Until a better solution is found, there are twothree work-arounds:
The correct way to do this now is with a language hint above the code sample, like so:
<!-- language: lang-vb -->
Public Sub VisualBasicCodeHere()
'This will be highlighted correctly when used in a real post
End Sub
Before the language hints were available, you had to use one of the following work-arounds:
Put two apostrophes followed by a hash (#) at the front of the comment. This works just like the // method below, but it saves one character and the result look less like a bastardized attempt at C#.
''# You're commenting!
Dim c As New Comment()
Put an extra apostrophe at the end, plus add more if needed to account for appostrophes in the comment text itself. It's nice because the comment stands out consistently, but not as nice because the comment is still colored like a string literal and you need to watch for the extra apostrophes.
'You''re commenting!'
Dim c As New Comment()
Put two apostrophes followed by two forward slashes at the front of the comment.
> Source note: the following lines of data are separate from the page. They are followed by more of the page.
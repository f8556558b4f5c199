//! Fixtures
//!
//! Offline product catalogs loaded from YAML, shaped like query results:
//!
//! ```yaml
//! products:
//!   - _id: mug
//!     title: Mug
//!     price: 9.99
//!     tags: [kitchen]
//! ```

use std::{fs, path::Path};

use serde::Deserialize;
use thiserror::Error;

use crate::{
    client::{CatalogSource, FetchError},
    products::Product,
};

/// Fixture Parsing Errors
#[derive(Debug, Error)]
pub enum FixtureError {
    /// IO error reading fixture files
    #[error("Failed to read fixture file: {0}")]
    Io(#[from] std::io::Error),

    /// YAML parsing error
    #[error("Failed to parse YAML: {0}")]
    Yaml(#[from] serde_norway::Error),
}

#[derive(Debug, Deserialize)]
struct ProductsFixture {
    #[serde(default)]
    products: Vec<Product>,
}

/// Catalog source serving a fixed product list.
#[derive(Debug, Clone, Default, PartialEq)]
pub struct FixtureCatalog {
    products: Vec<Product>,
}

impl FixtureCatalog {
    /// Serve `products` as-is.
    pub fn new(products: Vec<Product>) -> Self {
        Self { products }
    }

    /// Parse a YAML fixture.
    ///
    /// # Errors
    ///
    /// Returns an error if the YAML is malformed or a product is invalid.
    pub fn from_yaml(yaml: &str) -> Result<Self, FixtureError> {
        let fixture: ProductsFixture = serde_norway::from_str(yaml)?;

        Ok(Self::new(fixture.products))
    }

    /// Read and parse a YAML fixture file.
    ///
    /// # Errors
    ///
    /// Returns an error if the file cannot be read or parsed.
    pub fn from_path(path: impl AsRef<Path>) -> Result<Self, FixtureError> {
        let contents = fs::read_to_string(path)?;

        Self::from_yaml(&contents)
    }

    /// Products in fixture order.
    pub fn products(&self) -> &[Product] {
        &self.products
    }
}

impl CatalogSource for FixtureCatalog {
    async fn fetch_products(&self) -> Result<Vec<Product>, FetchError> {
        Ok(self.products.clone())
    }
}
//! Storefront prelude.
//!
//! Convenience exports for common library consumers.

pub use crate::{
    cards::{CardImage, ProductCard, product_cards},
    cart::{Cart, CartError, CartSummary},
    catalog::{CatalogView, FetchStatus},
    client::{CatalogSource, ContentClient, FetchError},
    config::{CatalogConfig, find_currency},
    fixtures::{FixtureCatalog, FixtureError},
    images::{AssetRef, ImageRef, ImageUrlBuilder},
    notifications::{Notification, NotificationId, Notifications},
    pricing::{discount_badge, format_amount, format_price},
    products::Product,
    query::ProductQuery,
    tags::ProductTags,
};
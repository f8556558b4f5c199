//! Image References
//!
//! Asset references returned by the content backend and the CDN URLs they
//! resolve to.

use serde::{Deserialize, Serialize};

use crate::config::CatalogConfig;

const IMAGE_CDN_BASE_URL: &str = "https://cdn.sanity.io/images";

/// Image field of a product document.
#[derive(Debug, Clone, Default, PartialEq, Eq, Serialize, Deserialize)]
pub struct ImageRef {
    /// Referenced asset, absent when no image was uploaded.
    #[serde(default)]
    pub asset: Option<AssetRef>,
}

impl ImageRef {
    /// Create an image field pointing at the given asset id.
    pub fn new(reference: impl Into<String>) -> Self {
        Self {
            asset: Some(AssetRef {
                reference: Some(reference.into()),
            }),
        }
    }

    /// The asset reference, if it is present and non-empty.
    pub fn asset_ref(&self) -> Option<&str> {
        self.asset
            .as_ref()
            .and_then(|asset| asset.reference.as_deref())
            .filter(|reference| !reference.is_empty())
    }
}

/// Reference to an uploaded asset document.
#[derive(Debug, Clone, Default, PartialEq, Eq, Serialize, Deserialize)]
pub struct AssetRef {
    /// Asset document id, e.g. `image-<hash>-<w>x<h>-<format>`.
    #[serde(rename = "_ref", default)]
    pub reference: Option<String>,
}

/// Builds CDN URLs for image references of one catalog.
#[derive(Debug, Clone, PartialEq, Eq)]
pub struct ImageUrlBuilder {
    project_id: String,
    dataset: String,
}

impl ImageUrlBuilder {
    /// Create a builder for the catalog described by `config`.
    pub fn new(config: &CatalogConfig) -> Self {
        Self {
            project_id: config.project_id.clone(),
            dataset: config.dataset.clone(),
        }
    }

    /// Resolve an image field to a URL, or `None` when it has no asset.
    pub fn image(&self, image: &ImageRef) -> Option<String> {
        image.asset_ref().map(|reference| self.url(reference))
    }

    /// Resolve an asset reference to its CDN URL.
    ///
    /// References that don't follow the `image-<id>-<w>x<h>-<format>` shape
    /// are appended verbatim; the resulting URL simply won't load.
    pub fn url(&self, reference: &str) -> String {
        let file_name = parse_asset_file_name(reference).unwrap_or_else(|| reference.to_string());

        format!(
            "{IMAGE_CDN_BASE_URL}/{}/{}/{file_name}",
            self.project_id, self.dataset
        )
    }
}

fn parse_asset_file_name(reference: &str) -> Option<String> {
    let rest = reference.strip_prefix("image-")?;
    let (head, format) = rest.rsplit_once('-')?;
    let (id, dimensions) = head.rsplit_once('-')?;
    let (width, height) = dimensions.split_once('x')?;

    let is_numeric = |value: &str| !value.is_empty() && value.bytes().all(|b| b.is_ascii_digit());

    if id.is_empty() || format.is_empty() || !is_numeric(width) || !is_numeric(height) {
        return None;
    }

    Some(format!("{id}-{dimensions}.{format}"))
}

#[cfg(test)]
mod tests {
    use testresult::TestResult;

    use super::*;

    fn builder() -> ImageUrlBuilder {
        ImageUrlBuilder::new(&CatalogConfig::new("cort95rk", "production", "2025-01-13"))
    }

    #[test]
    fn url_for_well_formed_reference() {
        let url = builder().url("image-Tb9Ew8CXIwaY6R1kjMvI0uRR-2000x3000-jpg");

        assert_eq!(
            url,
            "https://cdn.sanity.io/images/cort95rk/production/Tb9Ew8CXIwaY6R1kjMvI0uRR-2000x3000.jpg"
        );
    }

    #[test]
    fn url_for_malformed_reference_is_deterministic() {
        let first = builder().url("not-an-image-ref");
        let second = builder().url("not-an-image-ref");

        assert_eq!(first, second);
        assert_eq!(
            first,
            "https://cdn.sanity.io/images/cort95rk/production/not-an-image-ref"
        );
    }

    #[test]
    fn url_rejects_non_numeric_dimensions() {
        let url = builder().url("image-abc-widexhigh-png");

        assert!(url.ends_with("/image-abc-widexhigh-png"));
    }

    #[test]
    fn image_without_asset_resolves_to_none() {
        assert_eq!(builder().image(&ImageRef::default()), None);
    }

    #[test]
    fn image_with_empty_reference_resolves_to_none() {
        assert_eq!(builder().image(&ImageRef::new("")), None);
    }

    #[test]
    fn image_with_whitespace_reference_still_resolves() {
        let url = builder().image(&ImageRef::new("  "));

        assert_eq!(
            url.as_deref(),
            Some("https://cdn.sanity.io/images/cort95rk/production/  ")
        );
    }

    #[test]
    fn image_with_reference_resolves_to_url() {
        let url = builder().image(&ImageRef::new("image-abc-10x20-png"));

        assert_eq!(
            url.as_deref(),
            Some("https://cdn.sanity.io/images/cort95rk/production/abc-10x20.png")
        );
    }

    #[test]
    fn deserializes_document_image_field() -> TestResult {
        let image: ImageRef = serde_json::from_str(
            r#"{"_type": "image", "asset": {"_ref": "image-abc-10x20-png", "_type": "reference"}}"#,
        )?;

        assert_eq!(image.asset_ref(), Some("image-abc-10x20-png"));

        Ok(())
    }

    #[test]
    fn deserializes_image_without_asset() -> TestResult {
        let image: ImageRef = serde_json::from_str(r#"{"_type": "image"}"#)?;

        assert_eq!(image.asset_ref(), None);

        Ok(())
    }
}
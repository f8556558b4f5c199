use leptos::prelude::*;
use storefront::{cart::Cart, notifications::Notifications, products::Product};

use crate::toasts::notify;

/// Append `product` to the cart and queue its notification.
pub(crate) fn add_to_cart(
    cart: RwSignal<Cart>,
    notifications: RwSignal<Notifications>,
    product: Product,
) {
    let mut message = String::new();

    cart.update(|items| message = items.add(product));

    notify(notifications, message);
}

/// Cart summary panel shown below the product grid.
#[component]
pub(crate) fn CartSummaryPanel(cart: RwSignal<Cart>) -> impl IntoView {
    view! {
        <div class="mt-8 rounded-md bg-gray-100 p-4">
            <h3 class="text-lg font-semibold text-gray-800">"Cart Summary"</h3>
            <div class="mt-2">
                {move || match cart.with(Cart::summary) {
                    Ok(summary) => {
                        view! {
                            <p class="text-gray-600">{summary.items_line()}</p>
                            <p class="text-gray-600">{summary.price_line()}</p>
                        }
                            .into_any()
                    }
                    Err(error) => {
                        view! { <p class="text-red-600">{error.to_string()}</p> }.into_any()
                    }
                }}
            </div>
        </div>
    }
}
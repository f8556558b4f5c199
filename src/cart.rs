//! Cart

use rust_decimal::Decimal;
use rusty_money::{Money, iso::Currency};
use thiserror::Error;

use crate::{pricing::format_price, products::Product};

/// Errors related to cart totals.
#[derive(Debug, Error, PartialEq, Eq)]
pub enum CartError {
    /// The sum of item prices doesn't fit in a decimal.
    #[error("cart total overflowed after {0} items")]
    Overflow(usize),
}

/// Session-local, append-only list of selected products.
///
/// Adding the same product twice yields two entries; there are no quantities.
#[derive(Debug, Clone, PartialEq)]
pub struct Cart {
    items: Vec<Product>,
    currency: &'static Currency,
}

impl Cart {
    /// Create an empty cart priced in `currency`.
    pub fn new(currency: &'static Currency) -> Self {
        Cart {
            items: Vec::new(),
            currency,
        }
    }

    /// Append a copy of `product` and return the notification to show for it.
    pub fn add(&mut self, product: Product) -> String {
        let message = format!("{} added to cart", product.title);

        self.items.push(product);

        message
    }

    /// Sum of every entry's price.
    ///
    /// # Errors
    ///
    /// Returns [`CartError::Overflow`] if the sum exceeds the decimal range.
    pub fn total(&self) -> Result<Money<'static, Currency>, CartError> {
        let total = self
            .items
            .iter()
            .enumerate()
            .try_fold(Decimal::ZERO, |acc, (index, item)| {
                acc.checked_add(item.price)
                    .ok_or(CartError::Overflow(index + 1))
            })?;

        Ok(Money::from_decimal(total, self.currency))
    }

    /// Entries in the order they were added.
    pub fn iter(&self) -> impl Iterator<Item = &Product> {
        self.items.iter()
    }

    /// Get the number of entries in the cart.
    pub fn len(&self) -> usize {
        self.items.len()
    }

    /// Check if the cart is empty.
    pub fn is_empty(&self) -> bool {
        self.items.is_empty()
    }

    /// Get the currency of the cart.
    pub fn currency(&self) -> &'static Currency {
        self.currency
    }

    /// Count and total lines for the cart summary panel.
    ///
    /// # Errors
    ///
    /// Returns [`CartError::Overflow`] if the total can't be computed.
    pub fn summary(&self) -> Result<CartSummary, CartError> {
        Ok(CartSummary {
            total_items: self.len(),
            total_price: format_price(&self.total()?),
        })
    }
}

/// Display model for the cart summary panel.
#[derive(Debug, Clone, PartialEq, Eq)]
pub struct CartSummary {
    /// Number of entries.
    pub total_items: usize,

    /// Formatted total price.
    pub total_price: String,
}

impl CartSummary {
    /// `Total Items: {n}`
    pub fn items_line(&self) -> String {
        format!("Total Items: {}", self.total_items)
    }

    /// `Total Price: {price}`
    pub fn price_line(&self) -> String {
        format!("Total Price: {}", self.total_price)
    }
}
It's nice because you don't have to worry about extra apostrophes in the comment and because the comment is colored correctly, but bad because it adds a bunch of extra junk to the front that's harder to clean out.
''// You're commenting!
Dim c As New Comment()
A lot of old, and even some new, posts still have these tricks to try to get the highlighting right, so it's worth keeping the list around, but anything new you see and any time you edit, the language hint is the way to go.